PHR mendapat hak kelola Blok Rokan selama 20 tahun ke depan. Itu artinya, masa konsesi PHR berakhir pada tahun 2041 mendatang.
Memasuki tahun ketiga pengelolaan Blok Rokan oleh PHR, tanda-tanda "ketimpangan" antara harapan dan janji manis itu sepertinya makin jelas terasa.
Arus ekspansi dan mobilisasi anak cucu cicit perusahaan BUMN ke Blok Rokan, disebut-sebut telah membuat keterpurukan yang serius terhadap pelaku usaha [kontraktor] migas dan jasa pendukung di Riau. Keluhan ini bahkan sudah disuarakan sejak tiga tahun lalu, namun saat ini makin parah tanpa pembenahan.
Janji negara untuk menaik-kelaskan kontraktor lokal, sepertinya jauh panggang dari api. Jangankan untuk naik kelas, bertahan saja sudah morat-marit dan setengah mati.
Jika kondisi ini dibiarkan, maka bukan tak mungkin kontraktor lokal segera turun kelas dan tenggelam ditimpa oleh anak cucu cicit perusahaan plat merah yang bercokol makin kuat di Blok Rokan.
Faktanya, kondisi ironi tersebut sudah terjadi. Para kontraktor lokal menjerit tanpa akhir. Mereka sudah jadi penonton di daerahnya sendiri. Mau melawan, tapi takut dan tak berdaya.
Pola baru pengelolaan Blok Rokan dari sebelumnya menggunakan sistem production sharing contract [PCS] cost recovery menjadi gross split, kerap dijadikan alibi dan pembenaran untuk melakukan kebijakan bisnis tersebut.
Konon katanya, prinsip ekonomi klasik 'mencari keuntungan sebanyak-banyaknya dengan biaya serendah-rendahnya' makin ekstrem diterapkan oleh PHR di Blok Rokan.

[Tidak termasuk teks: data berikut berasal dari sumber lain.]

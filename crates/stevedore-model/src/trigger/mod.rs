//! Trigger descriptors and their validated, schedulable form.
//!
//! A [`TriggerSpec`] is the coerced label value. [`TriggerSpec::validate`] instantiates it with a
//! timezone into a [`Trigger`] that can compute fire times.
mod crontab;
pub use crontab::CronFields;

mod date;

mod interval;
pub use interval::IntervalFields;

use std::{fmt, str::FromStr};

use chrono::{DateTime, TimeDelta, Utc};
use chrono_tz::Tz;
use serde::{Serialize, Serializer};

use crate::{ModelError, ModelResult};

/// The three supported trigger families.
#[derive(Debug, Clone, Copy, PartialEq, Eq, Hash)]
pub enum TriggerKind {
    Cron,
    Date,
    Interval,
}

impl TriggerKind {
    pub const ALL: [TriggerKind; 3] = [TriggerKind::Cron, TriggerKind::Date, TriggerKind::Interval];

    /// Attribute name used in labels.
    pub fn as_str(&self) -> &'static str {
        match self {
            TriggerKind::Cron => "cron",
            TriggerKind::Date => "date",
            TriggerKind::Interval => "interval",
        }
    }
}

impl FromStr for TriggerKind {
    type Err = ModelError;
    fn from_str(s: &str) -> Result<Self, Self::Err> {
        match s.trim().to_ascii_lowercase().as_str() {
            "cron" => Ok(Self::Cron),
            "date" => Ok(Self::Date),
            "interval" => Ok(Self::Interval),
            _ => Err(ModelError::UnknownTriggerKind(s.to_string())),
        }
    }
}

impl fmt::Display for TriggerKind {
    fn fmt(&self, f: &mut fmt::Formatter<'_>) -> fmt::Result {
        f.write_str(self.as_str())
    }
}

/// Coerced trigger arguments, not yet bound to a timezone.
#[derive(Debug, Clone, PartialEq, Eq, Serialize)]
#[serde(tag = "kind", content = "args", rename_all = "lowercase")]
pub enum TriggerSpec {
    /// Seven cron fields: second, minute, hour, day, month, day-of-week, year.
    Cron(CronFields),
    /// Absolute timestamp as written in the label.
    Date(String),
    /// Fixed period.
    Interval(IntervalFields),
}

impl TriggerSpec {
    /// Coerce a raw label value for the given trigger kind.
    pub fn coerce(kind: TriggerKind, raw: &str) -> ModelResult<TriggerSpec> {
        match kind {
            TriggerKind::Cron => Ok(TriggerSpec::Cron(CronFields::normalize(raw))),
            TriggerKind::Date => Ok(TriggerSpec::Date(raw.to_string())),
            TriggerKind::Interval => IntervalFields::coerce(raw).map(TriggerSpec::Interval),
        }
    }

    pub fn kind(&self) -> TriggerKind {
        match self {
            TriggerSpec::Cron(_) => TriggerKind::Cron,
            TriggerSpec::Date(_) => TriggerKind::Date,
            TriggerSpec::Interval(_) => TriggerKind::Interval,
        }
    }

    /// Instantiate the trigger in `tz`.
    ///
    /// Failure is a validation error for the trigger attribute, never a panic.
    pub fn validate(&self, tz: Tz) -> ModelResult<Trigger> {
        let plan = match self {
            TriggerSpec::Cron(fields) => Plan::Cron(Box::new(fields.compile()?)),
            TriggerSpec::Date(raw) => Plan::Date(date::parse_in(raw, tz)?),
            TriggerSpec::Interval(fields) => Plan::Interval(fields.period()?),
        };
        Ok(Trigger {
            spec: self.clone(),
            tz,
            plan,
        })
    }
}

impl fmt::Display for TriggerSpec {
    fn fmt(&self, f: &mut fmt::Formatter<'_>) -> fmt::Result {
        match self {
            TriggerSpec::Cron(fields) => write!(f, "cron[{fields}]"),
            TriggerSpec::Date(raw) => write!(f, "date[{raw}]"),
            TriggerSpec::Interval(fields) => write!(f, "interval[{fields}]"),
        }
    }
}

#[derive(Debug, Clone)]
enum Plan {
    Cron(Box<cron::Schedule>),
    Date(DateTime<Utc>),
    Interval(TimeDelta),
}

/// Validated trigger bound to a timezone.
#[derive(Debug, Clone)]
pub struct Trigger {
    spec: TriggerSpec,
    tz: Tz,
    plan: Plan,
}

impl Trigger {
    pub fn spec(&self) -> &TriggerSpec {
        &self.spec
    }

    pub fn kind(&self) -> TriggerKind {
        self.spec.kind()
    }

    pub fn timezone(&self) -> Tz {
        self.tz
    }

    /// Date triggers fire once and are then discarded.
    pub fn is_one_shot(&self) -> bool {
        matches!(self.plan, Plan::Date(_))
    }

    /// Compute the next fire time.
    ///
    /// `previous` is the last scheduled fire time, `None` before the first firing.
    /// Interval triggers skip periods that already elapsed. A date trigger returns its
    /// timestamp once, even if it lies in the past, so the caller can report it as missed.
    pub fn next_fire(
        &self,
        previous: Option<DateTime<Utc>>,
        now: DateTime<Utc>,
    ) -> Option<DateTime<Utc>> {
        match &self.plan {
            Plan::Cron(schedule) => {
                let from = previous.map_or(now, |p| p.max(now));
                schedule
                    .after(&from.with_timezone(&self.tz))
                    .next()
                    .map(|t| t.with_timezone(&Utc))
            }
            Plan::Date(at) => match previous {
                None => Some(*at),
                Some(_) => None,
            },
            Plan::Interval(period) => {
                let Some(previous) = previous else {
                    return now.checked_add_signed(*period);
                };
                let next = previous.checked_add_signed(*period)?;
                if next > now {
                    return Some(next);
                }
                let period_ms = period.num_milliseconds().max(1);
                let behind_ms = (now - previous).num_milliseconds();
                let skips = behind_ms / period_ms + 1;
                let ahead = TimeDelta::try_milliseconds(period_ms.checked_mul(skips)?)?;
                previous.checked_add_signed(ahead)
            }
        }
    }
}

/// `secs` as a delta that can still be added to the current time.
pub(crate) fn schedulable(secs: u64) -> Option<TimeDelta> {
    let delta = TimeDelta::try_seconds(i64::try_from(secs).ok()?)?;
    Utc::now().checked_add_signed(delta).map(|_| delta)
}

impl Serialize for Trigger {
    fn serialize<S>(&self, serializer: S) -> Result<S::Ok, S::Error>
    where
        S: Serializer,
    {
        self.spec.serialize(serializer)
    }
}

#[cfg(test)]
mod tests {
    use super::*;
    use chrono::TimeZone;

    fn utc(y: i32, mo: u32, d: u32, h: u32, mi: u32, s: u32) -> DateTime<Utc> {
        Utc.with_ymd_and_hms(y, mo, d, h, mi, s).unwrap()
    }

    #[test]
    fn kind_parses_and_displays() {
        for kind in TriggerKind::ALL {
            assert_eq!(kind.as_str().parse::<TriggerKind>().unwrap(), kind);
        }
        assert!("weekly".parse::<TriggerKind>().is_err());
    }

    #[test]
    fn coerce_keeps_kind() {
        for (kind, raw) in [
            (TriggerKind::Cron, "0 0 * * *"),
            (TriggerKind::Date, "2030-01-01 00:00:00"),
            (TriggerKind::Interval, "daily"),
        ] {
            let spec = TriggerSpec::coerce(kind, raw).unwrap();
            assert_eq!(spec.kind(), kind);
        }
    }

    #[test]
    fn interval_next_fire_is_anchored_to_previous() {
        let trigger = TriggerSpec::coerce(TriggerKind::Interval, "10m")
            .unwrap()
            .validate(Tz::UTC)
            .unwrap();

        let now = utc(2030, 1, 1, 12, 0, 0);
        assert_eq!(trigger.next_fire(None, now), Some(utc(2030, 1, 1, 12, 10, 0)));

        let prev = utc(2030, 1, 1, 12, 10, 0);
        let later = utc(2030, 1, 1, 12, 10, 1);
        assert_eq!(
            trigger.next_fire(Some(prev), later),
            Some(utc(2030, 1, 1, 12, 20, 0))
        );
    }

    #[test]
    fn interval_skips_elapsed_periods() {
        let trigger = TriggerSpec::coerce(TriggerKind::Interval, "1m")
            .unwrap()
            .validate(Tz::UTC)
            .unwrap();

        let prev = utc(2030, 1, 1, 12, 0, 0);
        let now = utc(2030, 1, 1, 12, 5, 30);
        assert_eq!(
            trigger.next_fire(Some(prev), now),
            Some(utc(2030, 1, 1, 12, 6, 0))
        );
    }

    #[test]
    fn interval_past_the_calendar_has_no_next_fire() {
        let trigger = TriggerSpec::coerce(TriggerKind::Interval, "520w")
            .unwrap()
            .validate(Tz::UTC)
            .unwrap();

        assert!(trigger.next_fire(None, DateTime::<Utc>::MAX_UTC).is_none());
        let near_end = DateTime::<Utc>::MAX_UTC - TimeDelta::days(1);
        assert!(trigger.next_fire(Some(near_end), near_end).is_none());
    }

    #[test]
    fn date_fires_exactly_once() {
        let trigger = TriggerSpec::coerce(TriggerKind::Date, "2030-05-08 00:01:00")
            .unwrap()
            .validate(Tz::UTC)
            .unwrap();
        let now = utc(2030, 1, 1, 0, 0, 0);

        let first = trigger.next_fire(None, now);
        assert_eq!(first, Some(utc(2030, 5, 8, 0, 1, 0)));
        assert_eq!(trigger.next_fire(first, now), None);
        assert!(trigger.is_one_shot());
    }

    #[test]
    fn cron_honours_timezone() {
        let trigger = TriggerSpec::coerce(TriggerKind::Cron, "0 0 12 * * * *")
            .unwrap()
            .validate(chrono_tz::Europe::Berlin)
            .unwrap();

        // noon in Berlin during winter is 11:00 UTC
        let now = utc(2030, 1, 15, 0, 0, 0);
        assert_eq!(trigger.next_fire(None, now), Some(utc(2030, 1, 15, 11, 0, 0)));
    }

    #[test]
    fn serializes_as_tagged_spec() {
        let trigger = TriggerSpec::coerce(TriggerKind::Interval, "hourly")
            .unwrap()
            .validate(Tz::UTC)
            .unwrap();

        let json = serde_json::to_value(&trigger).unwrap();
        assert_eq!(json["kind"], "interval");
        assert_eq!(json["args"]["hours"], 1);
    }
}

Dalih lain yang dipakai yakni Sinergi BUMN. Apa-apa itu harus BUMN atau setidaknya perusahaan swasta harus "menginduk" ke BUMN, termasuk dengan pola konsorsium. Padahal, jauh sebelumnya kontraktor swasta sudah menjadi pemain lama di bisnis tersebut.
Desakan agar PHR memindahkan kantor mewahnya di Jakarta ke Riau sudah disuarakan oleh eks Komisaris Utama PT Pertamina (Persero) Basuki Tjahaya Purnama alias Ahok setahun lalu. Ahok pada Selasa 18 Juli 2023 tahun lalu meledakkan emosinya karena mengetahui kalau PHR dan anak perusahaan Pertamina lainnya berkantor di Jakarta, padahal wilayah kerjanya ada di daerah.
"Kita bicara Hulu Rokan, PHR. Masak kantor pusatnya ada di gedung mewah di Kuningan, terus sewa lagi. Kenapa enggak pakai kantor yang ada di Rokan?," kata Ahok kala itu.
Ahok tampaknya agak geram plus kecewa, manakala jargon efisiensi BUMN yang kerap didengungkan, dalam praktiknya justru berujung pada pemborosan keuangan korporasi.
Ibarat punya rumah sendiri, tapi PHR yang merupakan anak usaha PT Pertamina Hulu Energi [PHE] itu justru memilih 'ngekost' alias ngontrak di rumah orang lain.
"Prinsipnya, ngapain kamu punya rumah, tapi rumah kamu dibiarin, kamu tinggalin. Terus kamu sewa rumah, lucu enggak? Kamu kerjanya deket rumah kamu dong. Itu saja logikanya," kata Ahok lagi.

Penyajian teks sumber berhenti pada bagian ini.